[Collected data entries]
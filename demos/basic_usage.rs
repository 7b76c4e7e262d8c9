use async_trait::async_trait;
use std::sync::Arc;
use taste_engine::algorithms::VectorDimension;
use taste_engine::services::embedding::EmbeddingProvider;
use taste_engine::services::entitlement::StaticEntitlements;
use taste_engine::services::vector_db::ingest;
use taste_engine::*;

const DIM: usize = 4;
const AXES: [&str; DIM] = ["space", "farm", "horror", "puzzle"];

/// Offline provider: one axis per keyword on a small baseline.
struct KeywordProvider;

#[async_trait]
impl EmbeddingProvider for KeywordProvider {
    fn dimension(&self) -> VectorDimension {
        VectorDimension::new(DIM).expect("non-zero dimension")
    }

    async fn embed(&self, text: &str) -> EngineResult<Vec<f32>> {
        let text = text.to_lowercase();
        Ok(AXES
            .iter()
            .map(|axis| if text.contains(axis) { 1.05 } else { 0.05 })
            .collect())
    }
}

fn game(id: u64, name: &str, vector: [f32; DIM], tags: &[&str], review_count: u32) -> anyhow::Result<ItemEmbedding> {
    Ok(ItemEmbedding {
        item_id: ItemId::new(id)?,
        vector: vector.to_vec(),
        metadata: ItemMetadata {
            schema_version: METADATA_SCHEMA_VERSION,
            name: name.to_string(),
            genres: vec!["Indie".to_string()],
            tags: tags.iter().map(|t| t.to_string()).collect(),
            review_score: Some(90.0),
            review_count,
            release_year: Some(2020),
            is_free: false,
        },
    })
}

#[tokio::main]
async fn main() -> anyhow::Result<()> {
    init_tracing().await;

    let mut config = Config::default();
    config.vector.dimension = DIM;

    let gate = Arc::new(StaticEntitlements::new());
    let state = AppState::in_memory(config, Arc::new(KeywordProvider), gate.clone())?;
    println!("In-memory engine ready (dimension {DIM})");

    // 1. Catalog
    let catalog = vec![
        game(10, "Outer Wilds", [1.0, 0.0, 0.1, 0.3], &["Space", "Exploration"], 40_000)?,
        game(11, "Starbound", [0.9, 0.3, 0.0, 0.0], &["Space", "Crafting"], 90_000)?,
        game(12, "Stardew Valley", [0.0, 1.0, 0.0, 0.1], &["Farming Sim", "Cozy"], 500_000)?,
        game(13, "Dredge", [0.1, 0.2, 0.9, 0.1], &["Horror", "Fishing"], 30_000)?,
        game(14, "Baba Is You", [0.0, 0.0, 0.0, 1.0], &["Puzzle"], 15_000)?,
        game(15, "Hardspace: Shipbreaker", [0.9, 0.0, 0.0, 0.4], &["Space", "Puzzle"], 25_000)?,
        game(16, "Slime Rancher", [0.3, 0.8, 0.0, 0.0], &["Farming Sim", "Space"], 120_000)?,
    ];
    for item in catalog {
        ingest(state.embeddings.as_ref(), item).await?;
    }
    println!("Ingested 7 games");

    // 2. Library sync and preference vector
    let user = UserId::new(76561198000000001)?;
    let signals = vec![(10, 1_800), (14, 300), (15, 0), (12, 20)]
        .into_iter()
        .map(|(item, minutes)| {
            Ok(OwnedItemSignal {
                user_id: user,
                item_id: ItemId::new(item)?,
                playtime_minutes: minutes,
                last_played_at: None,
                completion_ratio: None,
                genres: vec![],
            })
        })
        .collect::<anyhow::Result<Vec<_>>>()?;
    let report = state.sync.replace_library(user, signals).await?;
    println!("Preference vector built: {:?}", report.build);

    // 3. Recommendations
    let request = RecommendationRequest::new(QuerySource::Preference)
        .with_limit(3)
        .excluding_owned();
    let response = state.ranker.recommend(user, &request).await?;
    for rec in &response.recommendations {
        println!("  {} (similarity {:.3})", rec.name, rec.similarity);
    }

    let hidden = RecommendationRequest {
        mood: Some("hidden_gems".to_string()),
        min_review_score: Some(0.0),
        ..request.clone()
    };
    let response = state.ranker.recommend(user, &hidden).await?;
    println!("Hidden gems mood, threshold {:?}:", response.popularity_threshold);
    for rec in &response.recommendations {
        println!("  {} ({} reviews)", rec.name, rec.review_count);
    }

    // 4. Unplayed gems and daily pick
    for gem in state.ranker.unplayed_gems(user, Some(5)).await? {
        println!("Unplayed: {} ({})", gem.name, gem.justification);
    }
    let pick = state.ranker.daily_pick(user).await?;
    println!("Daily pick for {}: {}", pick.day, pick.name);

    // 5. Premium feedback
    gate.grant(user);
    let learned = state
        .feedback
        .submit_feedback(user, ItemId::new(13)?, FeedbackLabel::StrongDislike)
        .await?;
    println!("Learned vector updated from {} feedback events", learned.feedback_count);

    // 6. Conversational refinement
    let session = state
        .refiner
        .start(
            user,
            &StartRefinementRequest {
                query: "relaxing space games".to_string(),
                limit: Some(3),
                exclude_owned: false,
                mood: None,
                popularity_score: None,
            },
        )
        .await?;
    println!("Round {} for {:?}", session.round, session.query);
    if let Some(option) = session.follow_up.first().and_then(|q| q.options.first()) {
        let refined = state.refiner.refine(user, session.session_id, &[option.clone()]).await?;
        println!("Round {} for {:?}", refined.round, refined.query);
        for rec in &refined.recommendations {
            println!("  {}", rec.name);
        }
    }

    Ok(())
}
pub mod daily;
pub mod popularity;
pub mod retriever;
pub mod weighting;

use crate::error::{EngineError, EngineResult};
use serde::{Deserialize, Serialize};

/// Norms below this are treated as zero vectors.
pub const NORM_EPSILON: f32 = 1e-6;

/// The single vector size every embedding in a deployment must have.
#[derive(Debug, Clone, Copy, PartialEq, Eq, Hash, Serialize, Deserialize)]
pub struct VectorDimension(usize);

impl VectorDimension {
    pub fn new(size: usize) -> EngineResult<Self> {
        if size == 0 {
            return Err(EngineError::Validation("vector dimension must be positive".into()));
        }
        Ok(Self(size))
    }

    pub fn get(self) -> usize {
        self.0
    }

    pub fn check(self, vector: &[f32]) -> EngineResult<()> {
        if vector.len() != self.0 {
            return Err(EngineError::DimensionMismatch {
                expected: self.0,
                actual: vector.len(),
            });
        }
        if vector.iter().any(|x| !x.is_finite()) {
            return Err(EngineError::Validation("vector contains NaN or infinite values".into()));
        }
        Ok(())
    }
}

pub fn l2_norm(vector: &[f32]) -> f32 {
    vector.iter().map(|x| x * x).sum::<f32>().sqrt()
}

/// Returns `None` for zero or non-finite input instead of dividing by ~0.
pub fn normalized(vector: &[f32]) -> Option<Vec<f32>> {
    let norm = l2_norm(vector);
    if !norm.is_finite() || norm < NORM_EPSILON {
        return None;
    }
    Some(vector.iter().map(|x| x / norm).collect())
}

pub fn cosine_similarity(a: &[f32], b: &[f32]) -> f32 {
    if a.len() != b.len() {
        return 0.0;
    }

    let dot_product: f32 = a.iter().zip(b.iter()).map(|(x, y)| x * y).sum();
    let norm_a = l2_norm(a);
    let norm_b = l2_norm(b);

    if norm_a == 0.0 || norm_b == 0.0 {
        0.0
    } else {
        (dot_product / (norm_a * norm_b)).clamp(-1.0, 1.0)
    }
}

/// Cosine distance in [0, 2].
pub fn cosine_distance(a: &[f32], b: &[f32]) -> f32 {
    (1.0 - cosine_similarity(a, b)).clamp(0.0, 2.0)
}

/// Maps a distance in [0, 2] onto a similarity in [0, 1].
pub fn similarity_from_distance(distance: f32) -> f32 {
    (1.0 - distance / 2.0).clamp(0.0, 1.0)
}

/// `normalize((1 - alpha) * base + alpha * other)`, falling back to `base`
/// when the blend cancels out.
pub fn blend(base: &[f32], other: &[f32], alpha: f32) -> Vec<f32> {
    let mixed: Vec<f32> = base
        .iter()
        .zip(other.iter())
        .map(|(b, o)| (1.0 - alpha) * b + alpha * o)
        .collect();
    normalized(&mixed).unwrap_or_else(|| base.to_vec())
}
//! Deterministic once-a-day selection.

use crate::models::UserId;
use chrono::{DateTime, Duration, NaiveDate, Utc};
use rand::rngs::StdRng;
use rand::{Rng, SeedableRng};

const FNV_OFFSET: u64 = 0xcbf2_9ce4_8422_2325;
const FNV_PRIME: u64 = 0x0000_0100_0000_01b3;

/// The calendar day a timestamp belongs to when days start at
/// `rollover_hour` UTC.
pub fn pick_day(now: DateTime<Utc>, rollover_hour: u32) -> NaiveDate {
    (now - Duration::hours(rollover_hour as i64)).date_naive()
}

/// Start of the day after `day`, i.e. when the next pick becomes due.
pub fn next_rollover(day: NaiveDate, rollover_hour: u32) -> DateTime<Utc> {
    let next = day + Duration::days(1);
    next.and_hms_opt(0, 0, 0)
        .map(|midnight| midnight.and_utc() + Duration::hours(rollover_hour as i64))
        .unwrap_or_else(Utc::now)
}

/// FNV-1a over `"{user}:{YYYY-MM-DD}"`. Stable across processes and releases,
/// unlike `DefaultHasher`.
pub fn daily_seed(user_id: UserId, day: NaiveDate) -> u64 {
    let key = format!("{}:{}", user_id, day.format("%Y-%m-%d"));
    key.bytes().fold(FNV_OFFSET, |hash, byte| {
        (hash ^ byte as u64).wrapping_mul(FNV_PRIME)
    })
}

/// Index into a candidate pool of `pool_size` for this user and day.
pub fn pick_index(user_id: UserId, day: NaiveDate, pool_size: usize) -> Option<usize> {
    if pool_size == 0 {
        return None;
    }
    let mut rng = StdRng::seed_from_u64(daily_seed(user_id, day));
    Some(rng.gen_range(0..pool_size))
}

#[cfg(test)]
mod tests {
    use super::*;
    use chrono::TimeZone;

    fn user() -> UserId {
        UserId::new(76561197960287930).unwrap()
    }

    #[test]
    fn same_day_same_index() {
        let day = NaiveDate::from_ymd_opt(2024, 3, 14).unwrap();
        let first = pick_index(user(), day, 20);
        for _ in 0..10 {
            assert_eq!(pick_index(user(), day, 20), first);
        }
        assert!(first.unwrap() < 20);
    }

    #[test]
    fn seeds_differ_by_day_and_user() {
        let day = NaiveDate::from_ymd_opt(2024, 3, 14).unwrap();
        let next = day.succ_opt().unwrap();
        assert_ne!(daily_seed(user(), day), daily_seed(user(), next));
        assert_ne!(daily_seed(user(), day), daily_seed(UserId::new(7).unwrap(), day));
    }

    #[test]
    fn rollover_boundary() {
        let before = Utc.with_ymd_and_hms(2024, 3, 15, 5, 59, 59).unwrap();
        let after = Utc.with_ymd_and_hms(2024, 3, 15, 6, 0, 0).unwrap();
        assert_eq!(pick_day(before, 6), NaiveDate::from_ymd_opt(2024, 3, 14).unwrap());
        assert_eq!(pick_day(after, 6), NaiveDate::from_ymd_opt(2024, 3, 15).unwrap());
        assert_eq!(next_rollover(pick_day(before, 6), 6), after);
    }

    #[test]
    fn empty_pool() {
        let day = NaiveDate::from_ymd_opt(2024, 3, 14).unwrap();
        assert_eq!(pick_index(user(), day, 0), None);
    }
}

Instructions for the task: In the records, locate each line holding the string "axis" and copy it.

Worked solution:
/// Offline provider: one axis per keyword on a small baseline.
            .map(|axis| if text.contains(axis) { 1.05 } else { 0.05 })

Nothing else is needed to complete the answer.